||In this thesis, the boundary errors are defined for the NFM to explore the convergence rates, and the condition numbers are derived for simple cases to explore numerical stability. The optimal convergence (or exponential) rates are discovered numerically. This thesis is also devoted to seek better choice of locations for the field nodes of the FS expansions. It is found that the location of field nodes Q does not affect much on convergence rates, but do have influence on stability. Let δ denote the distance of Q to ∂S. The larger δ is chosen, the worse the instability of the NFM occurs. As a result, δ = 0 (i.e., Q ∈ ∂S) is the best for stability. However, when δ > 0, the errors are slightly smaller. Therefore, small δ is a favorable choice for both high accuracy and good stability. This new discovery enhances the proper application of the NFM.|
However, even for the Dirichlet problem of Laplace’s equation, when the logarithmic capacity (transfinite diameter) C_Γ = 1, the solutions may not exist, or not unique if existing, to cause a singularity of the discrete algebraic equations. The problem with C_Γ = 1 in the BEM is called the degenerate scale problems. The original explicit algebraic equations do not satisfy the conservative law, and may fall into the degenerate scale problem discussed in Chen et al. [15, 14, 16], Christiansen  and Tomlinson . An analysis is explored in this thesis for the degenerate scale problem of the NFM. In this thesis, the new conservative schemes are derived, where an equation between two unknown variables must satisfy, so that one of them is removed from the unknowns, to yield the conservative schemes. The conservative schemes always bypasses the degenerate scale problem; but it causes a severe instability. To restore the good stability, the overdetermined system and truncated singular value decomposition (TSVD) are proposed. Moreover, the overdetermined system is more advantageous due to simpler algorithms and the slightly better performance in error and stability. More importantly, such numerical techniques can also be used, to deal with the degenerate scale problems of the original NFM in [15, 14, 16].

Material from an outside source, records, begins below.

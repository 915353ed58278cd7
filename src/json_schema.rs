//! JSON Schema generation for CLI output types.
//!
//! Schemas are generated with the schemars crate and exported via the
//! `schema` subcommand.

use schemars::{schema_for, Schema};
use std::collections::BTreeMap;

/// Returns all JSON schemas for commands that support --json output.
/// Uses BTreeMap for deterministic ordering (important for diffable output).
pub fn all_schemas() -> BTreeMap<&'static str, Schema> {
    let mut schemas = BTreeMap::new();

    // graph command
    schemas.insert("graph", schema_for!(crate::graph::format::ErdJson));

    // relations command
    schemas.insert(
        "relations",
        schema_for!(Vec<crate::schema::Relationship>),
    );

    // tables command
    schemas.insert("tables", schema_for!(crate::schema::TableOrder));

    // migrate command
    schemas.insert("migrate", schema_for!(crate::migrate::MigrateReport));

    schemas
}

/// Generate a single schema by command name.
pub fn get_schema(command: &str) -> Option<Schema> {
    all_schemas().remove(command)
}

/// List all available schema names.
pub fn schema_names() -> Vec<&'static str> {
    all_schemas().keys().copied().collect()
}
//! JSON format output for ERD data.

use crate::graph::view::GraphView;
use crate::schema::Relationship;
use schemars::JsonSchema;
use serde::Serialize;

/// JSON representation of the ERD
#[derive(Debug, Serialize, JsonSchema)]
pub struct ErdJson {
    pub tables: Vec<TableJson>,
    pub relationships: Vec<Relationship>,
    pub stats: ErdStats,
}

/// JSON representation of a table with full column details
#[derive(Debug, Serialize, JsonSchema)]
pub struct TableJson {
    pub name: String,
    pub columns: Vec<ColumnJson>,
}

/// JSON representation of a column
#[derive(Debug, Serialize, JsonSchema)]
pub struct ColumnJson {
    pub name: String,
    #[serde(rename = "type")]
    pub col_type: String,
    pub is_primary_key: bool,
    pub is_foreign_key: bool,
    #[serde(skip_serializing_if = "Option::is_none")]
    pub references: Option<String>,
}

/// ERD statistics
#[derive(Debug, Serialize, JsonSchema)]
pub struct ErdStats {
    pub table_count: usize,
    pub column_count: usize,
    pub relationship_count: usize,
}

/// Generate JSON output from a graph view
pub fn to_json(view: &GraphView) -> String {
    let erd = build_erd_json(view);
    serde_json::to_string_pretty(&erd).unwrap_or_else(|_| "{}".to_string())
}

/// Build the JSON structure
pub fn build_erd_json(view: &GraphView) -> ErdJson {
    let tables: Vec<TableJson> = view
        .tables
        .iter()
        .map(|table| TableJson {
            name: table.name.clone(),
            columns: table
                .columns
                .iter()
                .map(|col| ColumnJson {
                    name: col.name.clone(),
                    col_type: col.col_type.clone(),
                    is_primary_key: col.is_primary_key,
                    is_foreign_key: col.is_foreign_key,
                    references: col.references.clone(),
                })
                .collect(),
        })
        .collect();

    ErdJson {
        tables,
        relationships: view.edges.clone(),
        stats: ErdStats {
            table_count: view.table_count(),
            column_count: view.column_count(),
            relationship_count: view.edge_count(),
        },
    }
}
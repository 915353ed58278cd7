//! ERD (Entity-Relationship Diagram) generation module.
//!
//! This module provides:
//! - A filterable view over parsed tables and their FK relationships
//! - Multiple output formats: Mermaid, DOT (Graphviz), JSON, plain text

pub mod format;
pub mod view;

pub use format::{to_dot, to_json, to_mermaid, to_text, Layout, OutputFormat};
pub use view::GraphView;

/// Render a view in the requested format
pub fn render(view: &GraphView, format: OutputFormat, layout: Layout) -> String {
    match format {
        OutputFormat::Mermaid => to_mermaid(view),
        OutputFormat::Dot => to_dot(view, layout),
        OutputFormat::Json => to_json(view),
        OutputFormat::Text => to_text(view),
    }
}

For the boundary integral equation (BIE) of the first kind, the trigonometric functions are used in Arnold , and error analysis is made for infinite smooth solutions, to derive the exponential convergence rates. In Cheng’s Ph. Dissertation , for BIE of the first kind the source nodes are located outside of the solution domain, the linear combination of fundamental solutions are used, error analysis is made only for circular domains. So far it seems to exist no error analysis for the new NFM of Chen, which is one of the goal of this thesis. First, the solution of the NFM is equivalent to that of the Galerkin method involving the trapezoidal rule, and the renovated analysis can be found from the finite element theory. In this thesis, the error boundary are derived for the Dirichlet, the Neumann problems and its mixed types. For certain regularity of the solutions, the optimal convergence rates are derived under certain circumstances. Numerical experiments are carried out, to support the error made.